Use sklearn to conduct experiments to analyze the impact of different optimizers with different activation functions on loss

data preparation

The first thing to use is the make_blobs function to generate a data set. The first parameter of the make_blobs function is n_samples. This parameter can be set to an integer or an array-like parameter that is similar to a list. If the integer type entered here is Generate a corresponding number of samples, the default value is 100, the program is set to 100 to indicate that 100 data sets are generated; the parameter n_features indicates the feature dimension of the sample, here the default is 2, if it is not given in the program, it means that there are 2 features; the parameter noise means to add Gaussian noise to the generated data set, which is not available by default but is set to 0.25 in the program; random_state is a random number seed to ensure the reproducibility of experimental results. The first return value of this function is the sample data, and the second return parameter is the label value of the sample data.

# two_moons数据集
x, y = make_moons(n_samples=100, noise=0.25, random_state=3)

model training

After generating the data sets required for the experiment, two lists were created. One list stores optimization methods, including adam and sgd, and the other list stores activation functions, including logistic, tanh, and relu. Then use MLPRegressor to generate an MLP classifier, which is the classifier of the multi-layer perceptron. Here, the MLPClassifier function is used to generate a specified MLP classifier. The parameters of this function include hidden_layer_sizes, which is the correlation of the hidden layer. Settings; slover is a solver for weight optimization, the optional values ​​include lbfgs, sgd and adam, and adam is the default; activation is the activation function, the optional values ​​​​are identity, logistic, tanh and relu, and the default value is relu; max_iter is the maximum number of iterations, the default value is 200.
The multi-layer neural network in the code is a neural network with two hidden layers, each layer has 10 neurons, and then uses the two optimization functions in the list and the Cartesian product of the activation function, that is, two by two respectively The combined data set is tested to show the impact of two optimization methods and three activation functions on the loss curve in matplotlib.

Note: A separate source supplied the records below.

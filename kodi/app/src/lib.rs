#![cfg_attr(feature = "fail-on-warnings", deny(warnings))]
#![cfg_attr(feature = "fail-on-warnings", deny(clippy::all))]

mod config;
pub mod error;

use chrono::{DateTime, NaiveDate, Utc};
use sqlx::PgPool;
use tracing::instrument;

use core_money::KesCents;
use core_rent::{
    CoreRent, GenerationSummary, PgRentLedgerStore, RentRecord, UtilityChargesUpdate,
};
use core_tenant::{PgTenantDirectory, Tenant, TenantId, Tenants};
use job::Jobs;

pub use config::AppConfig;
use error::ApplicationError;

/// Composition root: owns the stores, the module facades and the job
/// executor. An HTTP layer (or the CLI) talks to the system through this.
#[derive(Clone)]
pub struct KodiApp {
    tenants: Tenants<PgTenantDirectory>,
    rent: CoreRent<PgRentLedgerStore, PgTenantDirectory>,
    jobs: Jobs,
}

impl KodiApp {
    pub async fn init(pool: PgPool, config: AppConfig) -> Result<Self, ApplicationError> {
        PgTenantDirectory::setup(&pool).await?;
        PgRentLedgerStore::setup(&pool).await?;

        let jobs = Jobs::new();
        let tenants = Tenants::new(PgTenantDirectory::new(&pool));
        let rent = CoreRent::init(
            PgRentLedgerStore::new(&pool),
            &tenants,
            &jobs,
            config.rent,
        )
        .await?;

        Ok(Self {
            tenants,
            rent,
            jobs,
        })
    }

    pub fn tenants(&self) -> &Tenants<PgTenantDirectory> {
        &self.tenants
    }

    pub fn rent(&self) -> &CoreRent<PgRentLedgerStore, PgTenantDirectory> {
        &self.rent
    }

    /// The administrative trigger behind the daily schedule; safe to fire
    /// any number of times.
    pub async fn generate_monthly_rent(&self) -> Result<GenerationSummary, ApplicationError> {
        Ok(self.rent.generate_monthly_rent().await?)
    }

    /// M-Pesa confirmation entry point. Never fails: the webhook layer must
    /// acknowledge the gateway no matter what happened internally, or the
    /// gateway will retry-storm.
    #[instrument(name = "app.handle_mpesa_confirmation", skip(self))]
    pub async fn handle_mpesa_confirmation(
        &self,
        msisdn: &str,
        amount: KesCents,
        receipt: &str,
        paid_at: DateTime<Utc>,
    ) {
        let effective = paid_at
            .with_timezone(&self.rent.config().billing_offset())
            .date_naive();
        self.rent
            .record_gateway_payment(msisdn, amount, effective, Some(receipt))
            .await;
    }

    /// Manual payment entry; errors surface to the operator for correction.
    pub async fn record_manual_payment(
        &self,
        tenant_id: TenantId,
        amount: KesCents,
        effective: NaiveDate,
    ) -> Result<RentRecord, ApplicationError> {
        Ok(self
            .rent
            .record_payment(tenant_id, amount, effective, None)
            .await?)
    }

    pub async fn update_utility_charges(
        &self,
        tenant_id: TenantId,
        update: UtilityChargesUpdate,
    ) -> Result<RentRecord, ApplicationError> {
        Ok(self.rent.update_utility_charges(tenant_id, update).await?)
    }

    pub async fn extend_lease(
        &self,
        tenant_id: TenantId,
        months: u32,
    ) -> Result<Tenant, ApplicationError> {
        Ok(self.tenants.extend_lease(tenant_id, months).await?)
    }

    pub async fn rent_history(
        &self,
        tenant_id: TenantId,
    ) -> Result<Vec<RentRecord>, ApplicationError> {
        Ok(self.rent.rent_history(tenant_id).await?)
    }

    pub fn shutdown(&self) {
        self.jobs.shutdown();
    }
}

mlp = MLPRegressor(max_iter=300,
                           solver=opt,  # 可选 adam,lbfgs,sgd。 其中lbfgs不支持loss_curve_
                           activation=act_fun,  # 激活函数, identity,logistic, tanh, relu                           
                           hidden_layer_sizes=[10, 10],# [10,10]包含两个隐层,每个隐层包含10个隐单元
                           random_state=0, verbose=False)

Result analysis

The results are shown in the figure below
insert image description here
(1) The curve of the loss function of the classifier generally shows a gradual downward trend, and the downward trend is first fast and then slow, and it will be in a state of convergence after falling to a certain value. The value of the loss loss function basically tends to a stable value, and the range of change is small and almost constant. The meaning of convergence is that the value of the loss function basically tends to be stable, and the performance of the model reaches the optimal state in this mode. Generally, the value of the loss function is taken to the minimum, and the optimization process of the data set in this mode ends.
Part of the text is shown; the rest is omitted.